Students stressed about busy crowds and expensive airfares on Christmas Eve may have little reason to cheer next holiday season.
Despite the Columbia College Student Council’s recent proposal to change the academic calendar to end the semester earlier, adjusting the schedule may prove to be a bureaucratic challenge.
New York State law requires that any accredited institution must hold 14 weeks of class a semester, and Columbia’s current policy is to start the fall term the day after Labor Day. Because of this, the University has often been forced to finish exams very close to Christmas—especially when Labor Day is late.
In 2009, the calendar ended on Dec. 23, and according to the current academic calendars, the semester will also end on the same date in 2010 and 2011.
Since December, different student groups have protested the schedule, and now the CCSC and the Engineering Student Council are proposing alternative schedules—though it seems now they may not have much luck for the upcoming calendar year.

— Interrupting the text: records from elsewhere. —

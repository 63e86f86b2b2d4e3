//! Session Simulator CLI - runs a complete hashtag session in memory.
//!
//! Simulated players answer their prompts after a random delay, agreeing on
//! the trial's tag with a configurable probability. Rounds are exported to a
//! CSV log in the output directory and the leaderboard is printed at the end.

mod channel;
mod output;
mod players;

use std::path::PathBuf;
use std::sync::Arc;
use std::time::{Duration, Instant};

use channel::SimulatedChannel;
use clap::Parser;
use hashtag_backend::domain::{ChannelId, PlayerId};
use hashtag_backend::services::StartReport;
use hashtag_backend::{build_state, GameConfig};
use output::TallySink;
use players::Behavior;
use tracing::info;
use tracing_subscriber::EnvFilter;

#[derive(Parser)]
#[command(name = "session-simulator")]
#[command(about = "In-memory hashtag session with simulated players")]
struct Args {
    /// Number of simulated players (must be even)
    #[arg(short, long, default_value = "20")]
    players: usize,

    /// Number of trials
    #[arg(short, long, default_value = "5")]
    trials: u32,

    /// Neighborhood size on the ring
    #[arg(short = 'k', long, default_value = "4")]
    neighbor_size: usize,

    /// Pairing seed
    #[arg(long, default_value = "1")]
    seed: u64,

    /// Seed for player behavior (defaults to the pairing seed)
    #[arg(long)]
    player_seed: Option<u64>,

    /// Round timeout in milliseconds
    #[arg(long, default_value = "500")]
    timeout_ms: u64,

    /// Upper bound of a player's reply delay in milliseconds
    #[arg(long, default_value = "200")]
    think_ms: u64,

    /// Probability a player answers with the trial's shared tag
    #[arg(long, default_value = "0.6")]
    agree_rate: f64,

    /// Probability a player never answers
    #[arg(long, default_value = "0.1")]
    silence_rate: f64,

    /// Directory for the round log
    #[arg(long, default_value = "./simulation-results")]
    output_dir: PathBuf,

    /// Also write the full leaderboard as JSON to this file
    #[arg(long)]
    leaderboard_json: Option<PathBuf>,

    /// Number of leaderboard entries to print
    #[arg(long, default_value = "3")]
    top: usize,

    /// Enable verbose logging
    #[arg(short, long)]
    verbose: bool,
}

#[tokio::main]
async fn main() -> Result<(), Box<dyn std::error::Error>> {
    let args = Args::parse();

    // Silent by default; RUST_LOG wins when set
    let default_filter = if args.verbose { "debug" } else { "warn" };
    let filter = EnvFilter::try_from_default_env().unwrap_or_else(|_| EnvFilter::new(default_filter));
    tracing_subscriber::fmt().with_env_filter(filter).init();

    for (name, rate) in [("agree-rate", args.agree_rate), ("silence-rate", args.silence_rate)] {
        if !(0.0..=1.0).contains(&rate) {
            return Err(format!("--{name} must be between 0 and 1, got {rate}").into());
        }
    }

    let channel = ChannelId::from("C-SIM");
    let roster: Vec<PlayerId> = (1..=args.players)
        .map(|i| PlayerId::new(format!("sim-{i:03}")))
        .collect();

    let config = GameConfig {
        min_players: args.players,
        trials: args.trials,
        neighbor_size: args.neighbor_size,
        round_timeout: Duration::from_millis(args.timeout_ms),
        seed: args.seed,
        game_channel: Some(channel.clone()),
        export_dir: args.output_dir.clone(),
        ..GameConfig::default()
    };

    let (messenger, prompts) = SimulatedChannel::new(channel.clone(), roster);
    let messenger = Arc::new(messenger);
    let sink = Arc::new(TallySink::new(&args.output_dir));
    let state = build_state()
        .with_config(config)
        .with_messenger(messenger.clone())
        .with_record_sink(sink.clone())
        .build()?;
    let coordinator = Arc::clone(state.coordinator());

    let behavior = Behavior {
        agree_rate: args.agree_rate,
        silence_rate: args.silence_rate,
        max_think: Duration::from_millis(args.think_ms),
    };
    let driver = tokio::spawn(players::run(
        Arc::clone(&coordinator),
        prompts,
        behavior,
        args.player_seed.unwrap_or(args.seed),
    ));

    let start = Instant::now();
    let mut progress = coordinator.subscribe();
    match state.bot().handle_member_joined(&channel).await? {
        StartReport::Started(_) => {}
        StartReport::Failed(code) => {
            return Err(format!("session failed to start ({code})").into());
        }
        other => return Err(format!("session did not start: {other:?}").into()),
    }
    info!(players = args.players, trials = args.trials, "Session running");

    progress.wait_for(|p| p.finished).await?;
    driver.abort();
    let elapsed = start.elapsed();

    if let Some(path) = sink.csv_path() {
        println!("Round log written to: {}", path.display());
    }
    if let Some(path) = &args.leaderboard_json {
        output::write_leaderboard_json(path, &coordinator.standings())?;
        println!("Leaderboard written to: {}", path.display());
    }

    output::print_summary(
        &sink.outcomes(),
        &messenger.stats(),
        &coordinator.top(args.top),
        elapsed,
    );

    Ok(())
}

The University Senate Education Committee is currently reviewing the academic calendar, which it does every decade, with input from CCSC and ESC.
Any changes to the calendar must be proposed by the committee and may or may not be voted on by the full University Senate, according to University Senator and Education Committee member Alex Frouman, CC ’12.
Members of CCSC and ESC crafted and passed a proposal unanimously on Sunday to change the schedule so that classes start on the first Monday of September. According to the proposal, “The rationale for a change in the academic calendaring revolves around two central tenants: the difficulty of travel so close to Christmas Eve and the lack of study days that can ensue when Labor Day falls later in the year.”
Though students would be starting school a week early, they would have Labor Day off, three study days, and end on Dec. 19 at the latest. Although the council conceded that it is highly unlikely that changes will be made to the calendar for the upcoming fall semester, the proposal would eliminate the same problem in future years.
But because the proposal supports starting school before Labor Day, it will most likely be opposed by faculty with children in New York City schools, which start after Labor Day, Frouman said.
“You’re tied to the K-12 schedule, all of which assumes that you are on vacation the last two weeks of August,” University Senate Education Committee Co-Chair James Applegate said.
Other possible solutions are having exams in January after break, compressing the various holidays in the fall into an extended Thanksgiving break, or keeping the current schedule.
“Starting in August is generally popular among students,” Applegate said, but added, “Among faculty, it tends to be not a very popular option.”
Applegate said that this is also not a new debate. “We’ve done this before, we’ll do it again. ... This is something that probably has been dealt with ten times,” he said.
He predicted the proposal might not go very far: “I promise you the students will be heard and be taken seriously but I can’t promise you that they’ll get what you want.”
Frouman said he thought the current problem may stem from a lack of communication. “People on the committee have heard it [the debate] but a lot of faculty don’t understand necessarily where all the students are coming from,” he said.
In the past, students have tended to favor starting school earlier while faculty have favored having final exams after Winter Break, Applegate said. “What we currently do is nobody’s first choice and everybody’s second choice and that’s sort of why we did it,” he added.
CCSC Vice President of Policy Sarah Weiss, CC ’10, said that they are working to better communication. “We’re reaching out to individuals who sit on the education committee, faculty members, especially female faculty members with children who might be impacted by this,” she said.
Students in December also created a Facebook group called, “Petition to Change Columbia University Winter Break Calendar,“ which had 2,417 students, almost a quarter of all undergraduates, as of Feb. 4.
“It just makes for a difficult and more stressful exam period,” Austin Lawrence CC’10, said.
Sophie Hyson BC ’12, added, “I’m sure it really sucks for the foreign students and the people who want to go home for break and they end up getting home on Christmas, because it takes a while to travel and the airports this late are crazy.”
alisa.lu@columbiaspectator.com
Correction: An earlier version of this article said that the calendar must be voted on by the full senate, but in fact, the calendar proposed by the committee and may or may not be voted on by the full University Senate. Spectator regrets the error.